There’s nothing wrong with any woman choosing to opt for a c section. Having major abdominal surgery isn’t a lazy option.

Lullabycrickets23 · 13/06/2025 22:03

Fishermun · 13/06/2025 16:21

I'm male and yes DD starts in September I sorted all that out pick a great school GF wasnt even interested in coming to see the school or finding out anything about it, iv suggested about her getting a job and she just said workings not for me

Edited

Any chance she is depressed?
was she always so inactive? Or is it a postpartum/new attitude?

Fishermun · 13/06/2025 22:25

nautys · 13/06/2025 21:35

This whole situation sounds horrible for everyone involved. She obviously checked out of, not only your relationship, but parenting your child completely. You need to decide if this is how you want to continue living or if you’re going to ask her to leave. Does she have anywhere else to go? What does she do all day when you’re at work and daughter at nursery?

There’s nothing wrong with any woman choosing to opt for a c section. Having major abdominal surgery isn’t a lazy option.

It' was her choice dont mind it so much, I guess she felt been cut open was a better option then pushing a watermelon out of a lemon, I took care of her though it all, maybe thats where she started been lazy thinking this is the life il lay here an he can wait on my hand an foot x̌x

OP posts:
Fishermun · 13/06/2025 22:28

Lullabycrickets23 · 13/06/2025 22:03

Any chance she is depressed?
was she always so inactive? Or is it a postpartum/new attitude?

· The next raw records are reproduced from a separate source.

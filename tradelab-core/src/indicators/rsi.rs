//! Relative Strength Index (RSI).
//!
//! Wilder smoothing of average gains and average losses:
//! RSI = 100 - 100 / (1 + avg_gain / avg_loss).
//! Lookback: period.
//! Edge cases: avg_loss == 0 → 100; avg_gain == 0 → 0; neither → 50.

use super::Indicator;
use crate::domain::Bar;

#[derive(Debug, Clone)]
pub struct Rsi {
    period: usize,
    name: String,
}

impl Rsi {
    pub fn new(period: usize) -> Self {
        assert!(period >= 1, "RSI period must be >= 1");
        Self {
            period,
            name: format!("rsi_{period}"),
        }
    }
}

impl Indicator for Rsi {
    fn name(&self) -> &str {
        &self.name
    }

    fn lookback(&self) -> usize {
        self.period
    }

    fn compute(&self, bars: &[Bar]) -> Vec<f64> {
        let n = bars.len();
        let mut result = vec![f64::NAN; n];

        if n < self.period + 1 {
            return result;
        }

        // Seed: simple average gain/loss over the first `period` changes.
        let mut avg_gain = 0.0;
        let mut avg_loss = 0.0;
        for i in 1..=self.period {
            let change = bars[i].close - bars[i - 1].close;
            if change > 0.0 {
                avg_gain += change;
            } else {
                avg_loss -= change;
            }
        }
        avg_gain /= self.period as f64;
        avg_loss /= self.period as f64;

        result[self.period] = rsi_value(avg_gain, avg_loss);

        // Wilder smoothing for subsequent values.
        let alpha = 1.0 / self.period as f64;
        for i in (self.period + 1)..n {
            let change = bars[i].close - bars[i - 1].close;
            let gain = change.max(0.0);
            let loss = (-change).max(0.0);

            avg_gain = alpha * gain + (1.0 - alpha) * avg_gain;
            avg_loss = alpha * loss + (1.0 - alpha) * avg_loss;

            result[i] = rsi_value(avg_gain, avg_loss);
        }

        result
    }
}

fn rsi_value(avg_gain: f64, avg_loss: f64) -> f64 {
    if avg_loss == 0.0 && avg_gain == 0.0 {
        50.0 // no movement
    } else if avg_loss == 0.0 {
        100.0
    } else if avg_gain == 0.0 {
        0.0
    } else {
        100.0 - 100.0 / (1.0 + avg_gain / avg_loss)
    }
}
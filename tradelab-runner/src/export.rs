//! CSV and JSON export of run artifacts.

use serde::Serialize;
use thiserror::Error;
use tradelab_core::domain::{EquityPoint, TradeRecord};

use crate::runner::BacktestResponse;

#[derive(Debug, Error)]
pub enum ExportError {
    #[error(transparent)]
    Csv(#[from] csv::Error),
    #[error(transparent)]
    Json(#[from] serde_json::Error),
    #[error("csv output is not valid utf-8")]
    Utf8(#[from] std::string::FromUtf8Error),
    #[error("failed to flush csv writer: {0}")]
    Flush(String),
}

/// Trade tape as CSV, one row per closed trade.
///
/// Columns mirror `TradeRecord` field names.
pub fn trades_to_csv(trades: &[TradeRecord]) -> Result<String, ExportError> {
    to_csv(trades)
}

/// Equity curve as CSV: date, equity.
pub fn equity_to_csv(points: &[EquityPoint]) -> Result<String, ExportError> {
    to_csv(points)
}

/// Full response as pretty JSON.
pub fn response_to_json(response: &BacktestResponse) -> Result<String, ExportError> {
    Ok(serde_json::to_string_pretty(response)?)
}

fn to_csv<T: Serialize>(rows: &[T]) -> Result<String, ExportError> {
    let mut writer = csv::Writer::from_writer(Vec::new());
    for row in rows {
        writer.serialize(row)?;
    }
    let bytes = writer
        .into_inner()
        .map_err(|err| ExportError::Flush(err.to_string()))?;
    Ok(String::from_utf8(bytes)?)
}
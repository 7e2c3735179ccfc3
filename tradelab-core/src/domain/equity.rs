//! Equity curve points and the derived drawdown curve.

use chrono::NaiveDate;
use serde::{Deserialize, Serialize};

/// One mark-to-market broker value per bar: cash plus any open position
/// valued at the bar close.
#[derive(Debug, Clone, PartialEq, Serialize, Deserialize)]
pub struct EquityPoint {
    pub date: NaiveDate,
    pub equity: f64,
}

/// Derive the drawdown curve from an equity curve.
///
/// Each point carries the percentage decline from the running peak as a
/// non-positive value (0 at new highs), on the same dates as the input.
pub fn drawdown_curve(equity_curve: &[EquityPoint]) -> Vec<EquityPoint> {
    let mut peak = f64::NEG_INFINITY;
    equity_curve
        .iter()
        .map(|point| {
            if point.equity > peak {
                peak = point.equity;
            }
            let dd = if peak > 0.0 {
                (peak - point.equity) / peak * 100.0
            } else {
                0.0
            };
            EquityPoint {
                date: point.date,
                equity: -dd,
            }
        })
        .collect()
}
//! Volume-Weighted Average Price over a trailing window.
//!
//! VWAP[i] = Σ(close·volume) / Σ(volume) over the last `period` bars.
//! Lookback: period - 1. A window with zero total volume yields NaN.

use super::Indicator;
use crate::domain::Bar;

#[derive(Debug, Clone)]
pub struct Vwap {
    period: usize,
    name: String,
}

impl Vwap {
    pub fn new(period: usize) -> Self {
        assert!(period >= 1, "VWAP period must be >= 1");
        Self {
            period,
            name: format!("vwap_{period}"),
        }
    }
}

impl Indicator for Vwap {
    fn name(&self) -> &str {
        &self.name
    }

    fn lookback(&self) -> usize {
        self.period.saturating_sub(1)
    }

    fn compute(&self, bars: &[Bar]) -> Vec<f64> {
        let n = bars.len();
        let mut result = vec![f64::NAN; n];

        if n < self.period {
            return result;
        }

        let mut pv_sum = 0.0;
        let mut vol_sum = 0.0;
        for bar in bars.iter().take(self.period) {
            pv_sum += bar.close * bar.volume as f64;
            vol_sum += bar.volume as f64;
        }
        result[self.period - 1] = ratio(pv_sum, vol_sum);

        for i in self.period..n {
            let leaving = &bars[i - self.period];
            let entering = &bars[i];
            pv_sum = pv_sum - leaving.close * leaving.volume as f64
                + entering.close * entering.volume as f64;
            vol_sum = vol_sum - leaving.volume as f64 + entering.volume as f64;
            result[i] = ratio(pv_sum, vol_sum);
        }

        result
    }
}

fn ratio(pv_sum: f64, vol_sum: f64) -> f64 {
    if vol_sum > 0.0 {
        pv_sum / vol_sum
    } else {
        f64::NAN
    }
}
//! VWAP + trend filter + volume confirmation.
//!
//! Entries require all three conditions on the same bar:
//! - close on the favorable side of VWAP,
//! - close on the same side of the long moving average (trend filter),
//! - volume above `volume_mult` times its rolling average (participation).
//!
//! This strategy never emits exit signals; positions leave only through
//! their stop-loss and take-profit brackets.

use crate::domain::{Bar, Position};

use super::Signal;

pub(crate) fn evaluate(
    bars: &[Bar],
    i: usize,
    vwap: &[f64],
    ma: &[f64],
    volume_avg: &[f64],
    volume_mult: f64,
    position: Option<&Position>,
) -> Option<Signal> {
    if position.is_some() {
        return None;
    }
    let (v, m, va) = (vwap[i], ma[i], volume_avg[i]);
    if v.is_nan() || m.is_nan() || va.is_nan() {
        return None;
    }

    let volume_spike = bars[i].volume as f64 > volume_mult * va;
    if !volume_spike {
        return None;
    }
    let close = bars[i].close;
    if close > v && close > m {
        Some(Signal::EnterLong)
    } else if close < v && close < m {
        Some(Signal::EnterShort)
    } else {
        None
    }
}
//! Bollinger Bands — moving average +/- standard deviation multiplier.
//!
//! Three bands (separate Indicator instances):
//! - Middle: SMA(close, period)
//! - Upper: middle + mult * stddev(close, period)
//! - Lower: middle - mult * stddev(close, period)
//!
//! Uses population stddev (divide by N), computed in a single pass from
//! running sum and sum of squares.
//! Lookback: period - 1.

use super::Indicator;
use crate::domain::Bar;

/// Which band of the Bollinger Bands to compute.
#[derive(Debug, Clone, Copy, PartialEq, Eq)]
pub enum BollingerBand {
    Upper,
    Middle,
    Lower,
}

#[derive(Debug, Clone)]
pub struct Bollinger {
    period: usize,
    multiplier: f64,
    band: BollingerBand,
    name: String,
}

impl Bollinger {
    pub fn upper(period: usize, multiplier: f64) -> Self {
        Self::new(period, multiplier, BollingerBand::Upper)
    }

    pub fn middle(period: usize, multiplier: f64) -> Self {
        Self::new(period, multiplier, BollingerBand::Middle)
    }

    pub fn lower(period: usize, multiplier: f64) -> Self {
        Self::new(period, multiplier, BollingerBand::Lower)
    }

    fn new(period: usize, multiplier: f64, band: BollingerBand) -> Self {
        assert!(period >= 1, "Bollinger period must be >= 1");
        let suffix = match band {
            BollingerBand::Upper => "upper",
            BollingerBand::Middle => "middle",
            BollingerBand::Lower => "lower",
        };
        Self {
            period,
            multiplier,
            band,
            name: format!("bollinger_{suffix}_{period}_{multiplier}"),
        }
    }
}

impl Indicator for Bollinger {
    fn name(&self) -> &str {
        &self.name
    }

    fn lookback(&self) -> usize {
        self.period.saturating_sub(1)
    }

    fn compute(&self, bars: &[Bar]) -> Vec<f64> {
        let n = bars.len();
        let mut result = vec![f64::NAN; n];

        if n < self.period {
            return result;
        }

        let p = self.period as f64;
        let mut sum = 0.0;
        let mut sum_sq = 0.0;
        for i in 0..n {
            let close = bars[i].close;
            sum += close;
            sum_sq += close * close;
            if i >= self.period {
                let old = bars[i - self.period].close;
                sum -= old;
                sum_sq -= old * old;
            }
            if i + 1 < self.period {
                continue;
            }

            let mean = sum / p;
            result[i] = match self.band {
                BollingerBand::Middle => mean,
                BollingerBand::Upper | BollingerBand::Lower => {
                    // E[x^2] - E[x]^2 can dip fractionally below zero on
                    // flat windows; clamp before the sqrt.
                    let variance = (sum_sq / p - mean * mean).max(0.0);
                    let offset = self.multiplier * variance.sqrt();
                    match self.band {
                        BollingerBand::Upper => mean + offset,
                        _ => mean - offset,
                    }
                }
            };
        }

        result
    }
}

#[cfg(test)]
mod tests {
    use super::*;
    use crate::indicators::{assert_approx, make_bars, DEFAULT_EPSILON};
    use proptest::prelude::*;

    #[test]
    fn middle_band_is_sma() {
        let bars = make_bars(&[10.0, 12.0, 14.0, 16.0]);
        let result = Bollinger::middle(3, 2.0).compute(&bars);
        assert!(result[0].is_nan());
        assert!(result[1].is_nan());
        assert_approx(result[2], 12.0, DEFAULT_EPSILON);
        assert_approx(result[3], 14.0, DEFAULT_EPSILON);
    }

    #[test]
    fn bands_known_values() {
        // Window [10, 12, 14]: mean 12, population variance = 8/3, stddev = sqrt(8/3)
        let bars = make_bars(&[10.0, 12.0, 14.0]);
        let stddev = (8.0_f64 / 3.0).sqrt();
        let upper = Bollinger::upper(3, 2.0).compute(&bars);
        let lower = Bollinger::lower(3, 2.0).compute(&bars);
        assert_approx(upper[2], 12.0 + 2.0 * stddev, DEFAULT_EPSILON);
        assert_approx(lower[2], 12.0 - 2.0 * stddev, DEFAULT_EPSILON);
    }

    #[test]
    fn bands_collapse_on_flat_series() {
        let bars = make_bars(&[100.0; 5]);
        let upper = Bollinger::upper(3, 2.0).compute(&bars);
        let middle = Bollinger::middle(3, 2.0).compute(&bars);
        let lower = Bollinger::lower(3, 2.0).compute(&bars);
        assert_approx(upper[4], 100.0, DEFAULT_EPSILON);
        assert_approx(middle[4], 100.0, DEFAULT_EPSILON);
        assert_approx(lower[4], 100.0, DEFAULT_EPSILON);
    }

    #[test]
    fn upper_above_lower() {
        let bars = make_bars(&[100.0, 105.0, 98.0, 110.0, 95.0, 115.0]);
        let upper = Bollinger::upper(3, 2.0).compute(&bars);
        let lower = Bollinger::lower(3, 2.0).compute(&bars);
        for i in 2..bars.len() {
            assert!(upper[i] >= lower[i], "bands inverted at {i}");
        }
    }

    #[test]
    fn bollinger_lookback() {
        assert_eq!(Bollinger::upper(20, 2.0).lookback(), 19);
    }

    proptest! {
        #[test]
        fn running_sums_match_direct_window_math(
            closes in prop::collection::vec(10.0f64..1000.0, 1..60),
            period in 1usize..10,
        ) {
            let bars = make_bars(&closes);
            let upper = Bollinger::upper(period, 2.0).compute(&bars);
            for i in 0..bars.len() {
                if i + 1 < period {
                    prop_assert!(upper[i].is_nan());
                } else {
                    let window = &closes[(i + 1 - period)..=i];
                    let mean = window.iter().sum::<f64>() / period as f64;
                    let variance = window
                        .iter()
                        .map(|c| (c - mean) * (c - mean))
                        .sum::<f64>()
                        / period as f64;
                    let expected = mean + 2.0 * variance.sqrt();
                    prop_assert!((upper[i] - expected).abs() < 1e-6);
                }
            }
        }
    }
}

Il try suggesting for her to see a dr but I do feel she will just have a goŕ

OP posts:
nautys · 13/06/2025 23:45

Fishermun · 13/06/2025 22:25

It' was her choice dont mind it so much, I guess she felt been cut open was a better option then pushing a watermelon out of a lemon, I took care of her though it all, maybe thats where she started been lazy thinking this is the life il lay here an he can wait on my hand an foot x̌x

Yea, I’m out.

Devianinc · 14/06/2025 01:14

Is anyone getting the selfish girlfriend that doesn’t do anything from this post and her whining about not being appreciated. I’m guessing this is her boyfriend.

MyPeppyCat · 15/06/2025 08:40

Bibi12 · 13/06/2025 19:30

Because men can't possibly have full custody of their children while women can? Or if homosexual couple have a child together then that child belongs to biological parent and the other one can just simply move out even if they are stay at home mum? You're making a lot of unfair assumptions there.

How on earth did you get all that from my misreading a screen name? Talk about assumptions...jeez. 😂

Bibi12 · 19/06/2025 19:47

MyPeppyCat · 15/06/2025 08:40

How on earth did you get all that from my misreading a screen name? Talk about assumptions...jeez. 😂

Not from you misreading the screen name. From you saying her being a biological mother would affect the outcome.

Bananalanacake · 19/06/2025 21:16

Surely she had a job before COVID lockdown?